Copy out each line below in which the string "HancockConfig" appears.

*** Opening INFORMATION GIVEN ***

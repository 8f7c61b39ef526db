//! Plumbing shared by the per-ledger clients.

use serde::Serialize;
use serde_json::Value;
use std::sync::Arc;
use url::form_urlencoded;

use crate::config::{fill_template, HancockConfig, ADDRESS_PLACEHOLDER, DLT_PLACEHOLDER};
use crate::dispatch::{ensure_signing_path, InvokeOptions, TransactionDispatcher};
use crate::error::{codes, HancockResult};
use crate::http::response::{decode, envelope_data, ServiceResponse};
use crate::http::ServiceClient;
use crate::ledger::{require_addresses, require_non_empty, Ledger, RawTransaction};
use crate::socket::{EventSocket, SocketStatus, WatchTarget};
use crate::subscription::SubscriptionOrchestrator;

const ADAPTER: &str = "adapter";

#[derive(Serialize)]
struct TransferRequest<'a> {
    from: &'a str,
    to: &'a str,
    value: &'a str,
    data: &'a str,
}

#[derive(Clone)]
pub(crate) struct LedgerCore {
    config: Arc<HancockConfig>,
    ledger: Arc<dyn Ledger>,
    adapter: ServiceClient,
    dispatcher: TransactionDispatcher,
    subscriptions: SubscriptionOrchestrator,
}

impl LedgerCore {
    pub(crate) fn new(config: Arc<HancockConfig>, ledger: Arc<dyn Ledger>, http: reqwest::Client) -> Self {
        Self {
            adapter: ServiceClient::new(http.clone(), ADAPTER),
            dispatcher: TransactionDispatcher::new(
                ServiceClient::new(http, "wallet"),
                config.clone(),
                ledger.clone(),
            ),
            subscriptions: SubscriptionOrchestrator::new(config.clone(), ledger.clone()),
            config,
            ledger,
        }
    }

    pub(crate) fn config(&self) -> &HancockConfig {
        &self.config
    }

    pub(crate) fn ledger(&self) -> &dyn Ledger {
        self.ledger.as_ref()
    }

    /// Adapter URL for `template` with the ledger and `values` substituted.
    /// Resolve an adapter resource. Each value fills exactly one path segment.
    pub(crate) fn adapter_url(&self, template: &str, values: &[(&str, &str)]) -> String {
        let resource = fill_template(template, &[(DLT_PLACEHOLDER, self.ledger.dlt().as_str())]);
        let encoded: Vec<(&str, String)> = values
            .iter()
            .map(|(placeholder, value)| (*placeholder, path_segment(value)))
            .collect();
        let encoded: Vec<(&str, &str)> = encoded.iter().map(|(p, v)| (*p, v.as_str())).collect();
        self.config.adapter.url(&fill_template(&resource, &encoded))
    }

    pub(crate) async fn adapter_get(&self, url: &str) -> HancockResult<Value> {
        envelope_data(ADAPTER, self.adapter.get(url).await?)
    }

    /// POST and return the `data` member of the answer.
    pub(crate) async fn adapter_post<B: Serialize + ?Sized>(&self, url: &str, body: &B) -> HancockResult<Value> {
        envelope_data(ADAPTER, self.adapter.post(url, body, &[]).await?)
    }

    /// POST and return the whole answer envelope.
    pub(crate) async fn adapter_post_envelope<B: Serialize + ?Sized>(
        &self,
        url: &str,
        body: &B,
    ) -> HancockResult<ServiceResponse> {
        decode(ADAPTER, self.adapter.post(url, body, &[]).await?)
    }

    /// Ask the adapter for a raw transaction.
    pub(crate) async fn adapt<B: Serialize + ?Sized>(&self, url: &str, body: &B) -> HancockResult<RawTransaction> {
        let raw: RawTransaction = envelope_data(ADAPTER, self.adapter.post(url, body, &[]).await?)?;
        tracing::debug!(dlt = %self.ledger.dlt(), url = %url, "Raw transaction adapted");
        Ok(raw)
    }

    /// Adapt, then sign and send. Returns the wallet body.
    pub(crate) async fn adapt_and_dispatch<B: Serialize + ?Sized>(
        &self,
        url: &str,
        body: &B,
        options: &InvokeOptions,
    ) -> HancockResult<Value> {
        let raw = self.adapt(url, body).await?;
        let outcome = self.dispatcher.sign_and_send(raw, options).await?;
        Ok(outcome.response)
    }

    pub(crate) async fn get_balance(&self, address: &str) -> HancockResult<String> {
        require_non_empty(&[("address", address)])?;
        require_addresses(self.ledger(), &[("address", address)])?;

        let address = self.ledger.normalize_address(address);
        let url = self.adapter_url(
            &self.config.adapter.resources.balance,
            &[(ADDRESS_PLACEHOLDER, &address)],
        );
        let data = self.adapter_get(&url).await?;
        quantity_string(&data, "balance")
    }

    pub(crate) async fn transfer(
        &self,
        from: &str,
        to: &str,
        value: &str,
        options: &InvokeOptions,
    ) -> HancockResult<Value> {
        require_non_empty(&[("from", from), ("to", to), ("value", value)])?;
        require_addresses(self.ledger(), &[("from", from), ("to", to)])?;
        ensure_signing_path(options)?;

        let from = self.ledger.normalize_address(from);
        let to = self.ledger.normalize_address(to);
        let url = self.adapter_url(&self.config.adapter.resources.transfer, &[]);
        let body = TransferRequest {
            from: &from,
            to: &to,
            value,
            data: "",
        };
        self.adapt_and_dispatch(&url, &body, options).await
    }

    pub(crate) fn subscribe<F>(
        &self,
        target: WatchTarget,
        entries: Vec<String>,
        consumer: &str,
        status: Option<SocketStatus>,
        register: F,
    ) -> HancockResult<EventSocket>
    where
        F: FnOnce(&EventSocket),
    {
        self.subscriptions
            .subscribe_with(target, entries, consumer, status, register)
    }
}

/// Read `field` of `data` as a decimal string; numbers and strings are accepted.
pub(crate) fn quantity_string(data: &Value, field: &str) -> HancockResult<String> {
    match data.get(field) {
        Some(Value::String(s)) => Ok(s.clone()),
        Some(Value::Number(n)) => Ok(n.to_string()),
        _ => Err(codes::MALFORMED_RESPONSE
            .build()
            .with_message(format!("adapter response has no '{}'", field))),
    }
}

fn path_segment(value: &str) -> String {
    // Form encoding escapes '+' itself, so a remaining '+' is always a space.
    form_urlencoded::byte_serialize(value.as_bytes())
        .collect::<String>()
        .replace('+', "%20")
}

#[cfg(test)]
mod tests {
    use super::*;
    use crate::ledger::Ethereum;
    use serde_json::json;

    #[test]
    fn test_adapter_url() {
        let core = LedgerCore::new(
            Arc::new(HancockConfig::default()),
            Arc::new(Ethereum::default()),
            reqwest::Client::new(),
        );
        let url = core.adapter_url(
            "/__DLT__/token/__ADDRESS_OR_ALIAS__/metadata",
            &[(crate::config::ADDRESS_OR_ALIAS_PLACEHOLDER, "my-token")],
        );
        assert_eq!(url, "http://localhost:3000/ethereum/token/my-token/metadata");
    }

    #[test]
    fn test_adapter_url_escapes_aliases() {
        let core = LedgerCore::new(
            Arc::new(HancockConfig::default()),
            Arc::new(Ethereum::default()),
            reqwest::Client::new(),
        );
        let template = "/__DLT__/token/__ADDRESS_OR_ALIAS__/transfer";
        let url = |alias: &str| core.adapter_url(template, &[(crate::config::ADDRESS_OR_ALIAS_PLACEHOLDER, alias)]);

        assert_eq!(url("gold/v2"), "http://localhost:3000/ethereum/token/gold%2Fv2/transfer");
        assert_eq!(url("gold#v2"), "http://localhost:3000/ethereum/token/gold%23v2/transfer");
        assert_eq!(url("gold?v2"), "http://localhost:3000/ethereum/token/gold%3Fv2/transfer");
        assert_eq!(url("gold v2+"), "http://localhost:3000/ethereum/token/gold%20v2%2B/transfer");
    }

    #[test]
    fn test_quantity_string() {
        assert_eq!(quantity_string(&json!({"balance": "12"}), "balance").unwrap(), "12");
        assert_eq!(quantity_string(&json!({"balance": 12}), "balance").unwrap(), "12");
        assert!(quantity_string(&json!({}), "balance").is_err());
    }

    #[test]
    fn test_transfer_body() {
        let body = TransferRequest {
            from: "a",
            to: "b",
            value: "1",
            data: "",
        };
        assert_eq!(
            serde_json::to_value(&body).unwrap(),
            json!({"from": "a", "to": "b", "value": "1", "data": ""})
        );
    }
}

*** Closing INFORMATION GIVEN ***

*RESPONSE FOR THIS EXERCISE*.
use crate::config::{fill_template, HancockConfig, ADDRESS_PLACEHOLDER, DLT_PLACEHOLDER};
    config: Arc<HancockConfig>,
    pub(crate) fn new(config: Arc<HancockConfig>, ledger: Arc<dyn Ledger>, http: reqwest::Client) -> Self {
    pub(crate) fn config(&self) -> &HancockConfig {
            Arc::new(HancockConfig::default()),
            Arc::new(HancockConfig::default()),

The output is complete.